Calcolo Rata Prestito

Quando si ottiene un prestito, i costi che incidono sul rimborso della rata sono diversi e misurati dal TAN, che indica solo il tasso di interesse applicato, e dal TAEG, che misura anche le altre voci, che determinano il costo effettivo totale del finanziamento.

Quando si contrae un prestito, il rimborso prevede la restituzione del valore capitale della somma erogata, più gli interessi, che decorrono dal giorno del prestito fino alla scadenza di ciascuna rata (gli interessi si applicano sulla quota capitale di volta in volta ancora da rimborsare, per il periodo che intercorre dalla data del prestito al pagamento della rata ennesima del rimborso).

A questo proposito, vanno distinti i tassi TAN e TAEG, in quanto potrebbero generare confusione nei clienti.

Il TAN o Tasso Annuo Netto è il tasso di interesse che la banca o società finanziaria applica al prestito erogato.

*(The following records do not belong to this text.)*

use core::fmt;

use serde::{Deserialize, Serialize};

/// Value of one field in a normalized record.
///
/// `Unknown` is the explicit "could not determine" sentinel. Every other
/// variant is a determined value, including an empty `List`, which means the
/// provider looked and found nothing.
#[derive(Debug, Clone, Default, PartialEq, Eq, Hash, Serialize, Deserialize)]
#[serde(tag = "type", content = "value", rename_all = "kebab-case")]
pub enum FieldValue {
    /// The value could not be determined.
    #[default]
    Unknown,
    /// Free text.
    Text(String),
    /// A count or other non-negative integer.
    Count(u64),
    /// A yes/no answer.
    Flag(bool),
    /// An ordered list of short strings.
    List(Vec<String>),
    /// A duration in milliseconds.
    Millis(u64),
}

impl FieldValue {
    /// Build a text value; blank input yields `Unknown`.
    pub fn text(s: impl Into<String>) -> Self {
        let s = s.into();
        let trimmed = s.trim();
        if trimmed.is_empty() {
            Self::Unknown
        } else if trimmed.len() == s.len() {
            Self::Text(s)
        } else {
            Self::Text(trimmed.to_string())
        }
    }

    /// Build a text value from an optional string; `None` or blank yields `Unknown`.
    pub fn opt_text<S: Into<String>>(s: Option<S>) -> Self {
        s.map_or(Self::Unknown, Self::text)
    }

    /// Build a list value, dropping blank entries.
    pub fn list<I, S>(items: I) -> Self
    where
        I: IntoIterator<Item = S>,
        S: Into<String>,
    {
        Self::List(
            items
                .into_iter()
                .map(Into::into)
                .filter(|s: &String| !s.trim().is_empty())
                .collect(),
        )
    }

    /// True for the `Unknown` sentinel.
    #[must_use]
    pub const fn is_unknown(&self) -> bool {
        matches!(self, Self::Unknown)
    }

    /// True for any determined value.
    #[must_use]
    pub const fn is_known(&self) -> bool {
        !self.is_unknown()
    }

    /// Borrow the inner text if this is a `Text` value.
    #[must_use]
    pub fn as_text(&self) -> Option<&str> {
        match self {
            Self::Text(s) => Some(s),
            _ => None,
        }
    }

    /// Inner flag if this is a `Flag` value.
    #[must_use]
    pub const fn as_flag(&self) -> Option<bool> {
        match self {
            Self::Flag(b) => Some(*b),
            _ => None,
        }
    }

    /// Inner count if this is a `Count` value.
    #[must_use]
    pub const fn as_count(&self) -> Option<u64> {
        match self {
            Self::Count(n) => Some(*n),
            _ => None,
        }
    }

    /// Borrow the inner items if this is a `List` value.
    #[must_use]
    pub fn as_list(&self) -> Option<&[String]> {
        match self {
            Self::List(v) => Some(v),
            _ => None,
        }
    }
}

impl fmt::Display for FieldValue {
    fn fmt(&self, f: &mut fmt::Formatter<'_>) -> fmt::Result {
        match self {
            Self::Unknown => f.write_str("Unknown"),
            Self::Text(s) => f.write_str(s),
            Self::Count(n) => write!(f, "{n}"),
            Self::Flag(true) => f.write_str("Yes"),
            Self::Flag(false) => f.write_str("No"),
            Self::List(items) if items.is_empty() => f.write_str("None"),
            Self::List(items) => f.write_str(&items.join(", ")),
            Self::Millis(ms) => write!(f, "{ms}ms"),
        }
    }
}

impl From<bool> for FieldValue {
    fn from(b: bool) -> Self {
        Self::Flag(b)
    }
}

impl From<u64> for FieldValue {
    fn from(n: u64) -> Self {
        Self::Count(n)
    }
}

impl From<&str> for FieldValue {
    fn from(s: &str) -> Self {
        Self::text(s)
    }
}

impl From<String> for FieldValue {
    fn from(s: String) -> Self {
        Self::text(s)
    }
}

Misura, quindi, il costo principale e di base di un qualsiasi finanziamento.
Tuttavia, il TAEG o Tasso Annuo Effettivo Globale ci indica in modo più completo il costo “totale” del prestito, in quanto è comprensivo anche di tutte le altre spese, oltre agli interessi di cui sopra.

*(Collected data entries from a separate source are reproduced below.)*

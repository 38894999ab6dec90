//! Configuration types shared by the orchestrator and its callers.

use std::collections::HashMap;
use std::time::Duration;

use serde::{Deserialize, Serialize};

use crate::QueryKind;

/// Strategy for selecting among eligible providers.
#[derive(Debug, Clone, Copy, PartialEq, Eq, Default, Serialize, Deserialize)]
#[serde(rename_all = "kebab-case")]
pub enum FetchStrategy {
    /// Use priority order and fall back to the next provider on failure.
    #[default]
    PriorityWithFallback,
    /// Race all eligible providers concurrently and return the first success.
    Latency,
}

/// Strategy for combining records from several providers of one kind.
#[derive(Debug, Clone, Copy, PartialEq, Eq, Default, Serialize, Deserialize)]
#[serde(rename_all = "kebab-case")]
pub enum MergeStrategy {
    /// Stop at the first provider that returns an informative record.
    #[default]
    Fallback,
    /// Query all eligible providers concurrently and fill unknown fields from
    /// lower-priority providers. Most complete, but spends every provider's quota.
    Deep,
}

/// Global configuration for the `Lens` orchestrator.
#[derive(Debug, Clone, PartialEq, Eq, Serialize, Deserialize)]
#[serde(default)]
pub struct LensConfig {
    /// Preferred provider order per kind, by provider name.
    ///
    /// Providers not listed keep registration order after the listed ones.
    /// Unknown names are dropped when the orchestrator is built.
    pub per_kind_priority: HashMap<QueryKind, Vec<String>>,
    /// Strategy for fetching from multiple providers.
    pub fetch_strategy: FetchStrategy,
    /// Merge strategy applied to kinds without an override.
    pub merge_strategy: MergeStrategy,
    /// Per-kind merge strategy overrides.
    pub per_kind_merge: HashMap<QueryKind, MergeStrategy>,
    /// Timeout for individual provider requests.
    pub provider_timeout: Duration,
    /// Optional deadline for a whole aggregate. Kinds still pending when it
    /// expires are cancelled and reported as unresolved.
    pub request_timeout: Option<Duration>,
    /// Kinds an analysis resolves.
    pub kinds: Vec<QueryKind>,
}

impl LensConfig {
    /// Effective merge strategy for `kind`.
    #[must_use]
    pub fn merge_for(&self, kind: QueryKind) -> MergeStrategy {
        self.per_kind_merge
            .get(&kind)
            .copied()
            .unwrap_or(self.merge_strategy)
    }
}

impl Default for LensConfig {
    fn default() -> Self {
        Self {
            per_kind_priority: HashMap::new(),
            fetch_strategy: FetchStrategy::default(),
            merge_strategy: MergeStrategy::default(),
            per_kind_merge: HashMap::new(),
            provider_timeout: Duration::from_secs(5),
            request_timeout: None,
            kinds: QueryKind::ALL.to_vec(),
        }
    }
}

Al di là degli interessi, infatti, gravano su un mutuo o prestito anche tutta una serie di costi, che possono incidere in maniera notevole, specie su piccoli importi, rendendo molto differente il livello del TAEG da quello del TAN.

In primis, le spese di istruttoria, ossia i costi che le banche o finanziarie applicano al finanziamento, per l’apertura e la valutazione della pratica, che possono variare in base all’istituto di erogazione, ma in genere vanno dallo 0,1% allo 0,5% dell’importo finanziato.

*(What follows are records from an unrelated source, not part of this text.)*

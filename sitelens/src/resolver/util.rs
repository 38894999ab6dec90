use sitelens_core::{LensError, QueryKind};

/// Collapse the provider errors of an unsuccessful resolution into one error.
///
/// Rules:
/// - If `attempted_any` is false → `Unsupported(kind)`.
/// - If all errors are `ProviderTimeout` → `AllProvidersTimedOut(kind)`.
/// - If the only error is a `RequestTimeout` → that error.
/// - Else → `AllProvidersFailed(errors)`.
#[must_use]
pub fn collapse_errors(kind: QueryKind, attempted_any: bool, errors: Vec<LensError>) -> LensError {
    if !attempted_any {
        return LensError::unsupported(kind.as_str());
    }
    if !errors.is_empty()
        && errors
            .iter()
            .all(|e| matches!(e, LensError::ProviderTimeout { .. }))
    {
        return LensError::AllProvidersTimedOut {
            kind: kind.to_string(),
        };
    }
    if matches!(errors.as_slice(), [LensError::RequestTimeout { .. }]) {
        return LensError::request_timeout(kind.as_str());
    }
    LensError::AllProvidersFailed(errors)
}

Si sottolinea come alcune banche o finanziarie non applicano questo costo, per attirare clientela.

Seguono le spese notarili (per il mutuo), nonché i costi assicurativi (per l’accensione eventuale di un’assicurazione sul prestito erogato, a garanzia dell’erogatore); l’imposta sostitutiva (per i finanziamenti di durata maggiore ai 18 mesi), il cui tasso è dello 0,25% l’importo erogato per la prima casa, del 2% negli altri casi.

Alcune banche e società finanziarie, poi, richiedono il pagamento di spese per la riscossione delle rate, per l’invio della documentazione o per l’avviso di scadenza. E possono anche sussistere altre spese, a secondo del tipo di finanziamento e della banca o finanziaria.